Stored data
______

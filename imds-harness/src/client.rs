use std::time::Duration;

use anyhow::{Context, Result};
use http::StatusCode;
use reqwest::Client;
use tracing::debug;

/// Path of the default instance metadata endpoint
pub const METADATA_PATH: &str = "/latest/meta-data/";

/// Path of the endpoint issuing IMDSv2 session tokens
pub const TOKEN_PATH: &str = "/latest/api/token";

/// Header carrying a session token on metadata requests
pub const TOKEN_HEADER: &str = "X-aws-ec2-metadata-token";

/// Header carrying the requested lifetime of a session token
pub const TOKEN_TTL_HEADER: &str = "X-aws-ec2-metadata-token-ttl-seconds";

/// Minimum duration of a session token in seconds
pub const MIN_TOKEN_TTL_SECONDS: u32 = 1;

/// Maximum duration of a session token in seconds
pub const MAX_TOKEN_TTL_SECONDS: u32 = 21600;

/// Retrieves the listing of all top-level categories when passed to `get` or `get_v2`
pub const ALL_CATEGORIES: &str = "";

/// Turns a stopped or unreachable mock into an error rather than a hang
const REQUEST_TIMEOUT: Duration = Duration::from_secs(1);

/// Raw response returned by the mock
#[derive(Clone, Debug, PartialEq, Eq)]
pub struct MetadataResponse {
  pub body: String,
  pub status: StatusCode,
}

/// HTTP client for the metadata and token endpoints of a running mock
#[derive(Clone, Debug)]
pub struct ImdsClient {
  endpoint: String,
  metadata_url: String,
  token_url: String,
  http: Client,
}

impl ImdsClient {
  /// Client for a mock exposed on `localhost:<port>`
  pub fn new(port: u16) -> Result<Self> {
    Self::with_endpoint(&format!("http://localhost:{port}"))
  }

  /// Client for a mock reachable at the given scheme and authority, i.e. `http://127.0.0.1:1338`
  pub fn with_endpoint(endpoint: &str) -> Result<Self> {
    let endpoint = endpoint.trim_end_matches('/').to_string();
    let http = Client::builder()
      .timeout(REQUEST_TIMEOUT)
      .build()
      .context("Failed to build HTTP client")?;

    Ok(Self {
      metadata_url: format!("{endpoint}{METADATA_PATH}"),
      token_url: format!("{endpoint}{TOKEN_PATH}"),
      endpoint,
      http,
    })
  }

  pub fn endpoint(&self) -> &str {
    &self.endpoint
  }

  /// `http://localhost:<port>/latest/meta-data/`
  pub fn metadata_url(&self) -> &str {
    &self.metadata_url
  }

  /// `http://localhost:<port>/latest/api/token`
  pub fn token_url(&self) -> &str {
    &self.token_url
  }

  /// Retrieve an instance category
  ///
  /// Status codes:
  ///   200: category was retrieved
  ///   404: category does not exist
  pub async fn get(&self, category: &str) -> Result<MetadataResponse> {
    self.get_v2(category, "").await
  }

  /// Retrieve an instance category using a session token
  ///
  /// An empty token is not sent. If the mock was not started with IMDSv2
  /// enforced, the token has no effect.
  ///
  /// Status codes:
  ///   200: category was retrieved
  ///   404: category does not exist
  ///   401: session token is either missing, invalid or expired
  pub async fn get_v2(&self, category: &str, token: &str) -> Result<MetadataResponse> {
    let url = format!("{}{category}", self.metadata_url);
    let mut req = self.http.get(&url);
    if !token.is_empty() {
      req = req.header(TOKEN_HEADER, token);
    }

    let rsp = req.send().await.with_context(|| format!("Failed to query {url}"))?;
    into_metadata_response(rsp).await
  }

  /// Request a session token valid for `ttl` seconds
  ///
  /// Status codes:
  ///   200: token was created
  ///   400: TTL was outside the bounds of 1 to 21600 seconds
  pub async fn token_with_ttl(&self, ttl: u32) -> Result<MetadataResponse> {
    let rsp = self
      .http
      .put(&self.token_url)
      .header(TOKEN_TTL_HEADER, ttl.to_string())
      .send()
      .await
      .with_context(|| format!("Failed to request session token from {}", self.token_url))?;

    into_metadata_response(rsp).await
  }
}

async fn into_metadata_response(rsp: reqwest::Response) -> Result<MetadataResponse> {
  let status = rsp.status();
  let url = rsp.url().to_string();
  let body = rsp.text().await.with_context(|| format!("Failed to read response from {url}"))?;
  debug!("{url} responded with {status}");

  Ok(MetadataResponse { body, status })
}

______

**TASK DESCRIPTION:** Filter by the word "derive": copy every line of the data that holds it.

**ANSWER BELOW:**
#[derive(Clone, Debug, PartialEq, Eq)]
#[derive(Clone, Debug)]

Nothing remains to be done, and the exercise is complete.